MLS Playoff Final – Portland Timbers vs. New York City FC – Tactical Analysis

Embed from Getty Images

After a demanding eight month season, Major League Soccer has officially come to a close for 2021, with New York City FC taking the crown as playoff winners. The final match was a highly contested affair between two teams scrapping every minute to claim victory for their team. While New York City FC dominated the majority of the match, they couldn’t stop Portland from scoring a dramatic last minute equalizer, sending the match into extra time and later penalty kicks. Here is our analysis of the enthralling final MLS encounter of 2021.

PORTLAND TIMBERS – 4-2-3-1

Embed from Getty Images

Steve Clark (GK), Josecarlos Van Rankin (RB), Larrys Mabiala (CB), Dario Zuparic (CB), Claudio Bravo (LB), Diego Chara (DM), George Fochive (DM), Yimmi Chara (RW), Sebastian Blanco (AM), Dairon Asprilla (LW), Felipe Mora (CF)

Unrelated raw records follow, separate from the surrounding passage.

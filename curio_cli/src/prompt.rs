//! Interactive credential prompt for catalog logins

use async_trait::async_trait;
use curio_fetch_core::credentials::{CredentialPrompt, SecureString};
use curio_fetch_core::error::{FetchError, Result};
use dialoguer::{Input, Password};

/// Asks on the terminal, with the password masked.
pub struct TerminalPrompt {
    /// Pre-filled username from configuration, if any
    default_user: Option<String>,
}

impl TerminalPrompt {
    pub fn new(default_user: Option<String>) -> Self {
        Self { default_user }
    }
}

#[async_trait]
impl CredentialPrompt for TerminalPrompt {
    async fn prompt(&self, source: &str) -> Result<(String, SecureString)> {
        println!("{source} requires a login");

        let mut input = Input::new().with_prompt("Username");
        if let Some(user) = &self.default_user {
            input = input.default(user.clone());
        }
        let username: String = input
            .interact_text()
            .map_err(|e| FetchError::auth(format!("could not read username: {e}")))?;

        let password = Password::new()
            .with_prompt("Password")
            .interact()
            .map_err(|e| FetchError::auth(format!("could not read password: {e}")))?;

        Ok((username, SecureString::new(password)))
    }
}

The Portland Timbers set up in their favoured 4-2-3-1 formation, changing and adapting their shape with and without the ball. Out of possession, they blocked in a 4-4-2, but did not press diligently during NYCFC’s build-up phases. They instead opted for central compactness, limiting New York’s ability to play through the thirds and find their attacking midfielders further up the pitch. In attack, Savarese’s team changed shape to a 2-4-4. The two fullbacks pushed higher than the two defensive midfielders as part of the second line of four, with Chara and Fochive/Paredes reserved and ready to defend against counter attacks. The two fullbacks had a particularly important role to play in attack, given Portland’s desire to play down the wings and engage their wingers on the overlap. Portland relied heavily on crossing into the box throughout the game, sometimes even delivering before an adequate number of players had joined the attack.

Embed from Getty Images

They attempted 38 crosses during the 120 minutes of action, 17 more than NYCFC. This incessant desire to cross the ball worked in their favour at times, as it presented the opportunity for more crosses into the box since New York’s defenders were often caught off guard and could only half clear the ball away. And as they crossed early into the box, more numbers could then venture forward and look to get on the end of second balls. They essentially used the time that the ball was floating aimlessly in the air to allow more men to join the attack and get the team closer to the goal.

Embed from Getty Images

Beyond crossing, Portland looked to create chances through the individual skill of their players, as opposed to the more intricate combination play seen by NYCFC. The likes of Yimmi Chara and Santiago Moreno took their moments to drive and dribble at New York’s defense, looking to carry the ball into the eighteen. While both players had bright moments, they couldn’t spark any real life into Portland until the dying moments of the game. It was at that time when the Timbers threw everyone forward to try and grab a goal, including their 6’2 defender Larrys Mabiala, who ended up winning the header for Mora’s late goal. At times it was just Diego Chara staying back in defense, and luckily for the Timbers, the Colombian star was excellent in defensive transitions to keep New York at bay. But realistically speaking, Savarese’s team looked inferior to New York throughout the opening 60 minutes. The manager’s substitutions around that time sparked more energy and life into a nervous Portland attack, and they kept pushing the envelope until they scored in the last minute. But it wasn’t the most elegant of performances from Portland, and for long spells of the game they struggled to break down a resilient New York defense.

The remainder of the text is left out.